To sum up, they wrote and passed a million-page bill (hyperbole) that admittedly, no one had read, without opposition input or votes, in the dead of night, on Christmas Eve, using legislative trickery. It has failed spectacularly, and now, it's everyone else's fault.
According to Valerie Jarrett, all it needs is more money to tell everyone how great it is. I'm sorry, but no!
Enough with these people. What happened to leaving office with dignity and letting the next administration have the benefit of doing the things the people elected them to do?
Jarrett and her ilk are graceless autocrats who think Americans are morons with absolutely no memory of what went on with this abomination while having no idea of how much their healthcare costs have increased -- in some cases, astronomically.
Yet, I’m not sure passing anything would have any benefit to the nation. The way I see it the Republicans have two options:
- Pass AHA and then Republicans can claim victory and gather momentum, which they will need to pass tax reform, comprehensive or partial, whatever is doable. After passing tax reform and as the economy begins to pick up they can more fully concentrate on total repeal and replace.
- Forget about ObamaCare for the moment and let the Democrats own the monster as it collapses all around them while Republicans concentrate on tax reform, which in my opinion, should have come first anyway. As above, they can circle back later when tax reform begins to lift the economy, employment and wages.
Newt Gingrich made a good case for the first option when he said:
“When I worked with President Reagan, he had a constant desire to force a successful negotiation, get as much as he could, and then come back another day for another step forward.Reagan understood that dismantling the big government system was like eating an elephant -- you must take one bite at a time to succeed.”
Myself, I’m leaning toward the second option because clearly, the Democrats have not forced Americans to suffer enough for Republicans to have sufficient political capital to get a more comprehensive repeal and replace through both houses of congress.
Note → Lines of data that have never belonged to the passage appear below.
//! Structured logging with tracing
//!
//! Sets up:
//! - Console logging, text or JSON
//! - File logging with daily rotation (JSON), when a log directory is configured
//! - Env-filter driven log levels

use tracing_appender::non_blocking::WorkerGuard;
use tracing_appender::rolling::daily;
use tracing_subscriber::{
    fmt::{self, format::FmtSpan},
    layer::SubscriberExt,
    util::SubscriberInitExt,
    EnvFilter,
};

use super::config::{LogFormat, MonitoringConfig};

/// Initialize the global tracing subscriber.
///
/// `file_prefix` names the rotated log files (e.g. `gateway.log`). The returned
/// guard must be held for the life of the process when file logging is on;
/// dropping it stops the background writer.
pub fn init_tracing(
    config: &MonitoringConfig,
    file_prefix: &str,
) -> std::io::Result<Option<WorkerGuard>> {
    config.ensure_log_dir()?;

    let env_filter = EnvFilter::try_from_default_env()
        .unwrap_or_else(|_| EnvFilter::new(&config.log_level));

    let console = config.enable_console_logging;
    let text_console = (console && config.log_format == LogFormat::Text).then(|| {
        fmt::layer()
            .with_writer(std::io::stderr)
            .with_span_events(FmtSpan::CLOSE)
            .with_target(true)
    });
    let json_console = (console && config.log_format == LogFormat::Json).then(|| {
        fmt::layer()
            .with_writer(std::io::stderr)
            .json()
            .with_current_span(true)
    });

    let (file_layer, guard) = match &config.log_dir {
        Some(dir) => {
            let (writer, guard) = tracing_appender::non_blocking(daily(dir, file_prefix));
            let layer = fmt::layer()
                .with_writer(writer)
                .with_ansi(false) // No ANSI codes in files
                .json();
            (Some(layer), Some(guard))
        }
        None => (None, None),
    };

    let _ = tracing_subscriber::registry()
        .with(env_filter)
        .with(text_console)
        .with(json_console)
        .with(file_layer)
        .try_init();

    Ok(guard)
}
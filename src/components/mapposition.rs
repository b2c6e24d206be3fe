use bevy_ecs::prelude::Component;
use glam::Vec2;

/// World-space anchor of an entity. Colliders are positioned relative to it.
#[derive(Component, Clone, Copy, Debug, PartialEq)]
pub struct MapPosition {
    pub pos: Vec2,
}

impl MapPosition {
    pub fn new(x: f32, y: f32) -> Self {
        Self {
            pos: Vec2::new(x, y),
        }
    }

    pub fn from_vec(pos: Vec2) -> Self {
        Self { pos }
    }
}
//! Mass, static flag and restitution consumed by the collision response.
//!
//! Entities without a [`PhysicsBody`] are treated exactly like
//! `PhysicsBody::default()`: dynamic, mass 1, restitution 0.

use bevy_ecs::prelude::Component;
use log::warn;

const DEFAULT_MASS: f32 = 1.0;

#[derive(Component, Clone, Copy, Debug, PartialEq)]
pub struct PhysicsBody {
    /// Mass in arbitrary units. Always positive.
    pub mass: f32,
    /// Static bodies are never moved by the collision response.
    pub is_static: bool,
    /// Bounciness: 0 = fully inelastic, 1 = fully elastic.
    pub restitution: f32,
}

impl Default for PhysicsBody {
    fn default() -> Self {
        Self {
            mass: DEFAULT_MASS,
            is_static: false,
            restitution: 0.0,
        }
    }
}

impl PhysicsBody {
    /// A body that the resolver never moves.
    pub fn fixed() -> Self {
        Self {
            is_static: true,
            ..Self::default()
        }
    }

    /// Set the mass. Non-positive or non-finite values keep the default mass.
    pub fn with_mass(mut self, mass: f32) -> Self {
        if mass.is_finite() && mass > 0.0 {
            self.mass = mass;
        } else {
            warn!(
                "PhysicsBody::with_mass({}) ignored, using default mass {}",
                mass, DEFAULT_MASS
            );
            self.mass = DEFAULT_MASS;
        }
        self
    }

    pub fn with_restitution(mut self, restitution: f32) -> Self {
        self.restitution = restitution;
        self
    }
}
AHA doesn’t really matter because short of a full repeal of ObamaCare it will remain brimming with provisions that hurt the economy, employment, and wages. This will give license to the Democrats to blame ObamaCare’s inevitable death spiral on Republicans by saying it was perfect before they touched it -- all it needed was a little more money (Doesn’t everything?). Let’s face it; Republicans do not have a reputation of either willingness or ability to fight back against bad mouthing by the Democrats in the media.
It might be better to let the program fail, with full Democrat ownership and after tax reform, charge in and address healthcare then.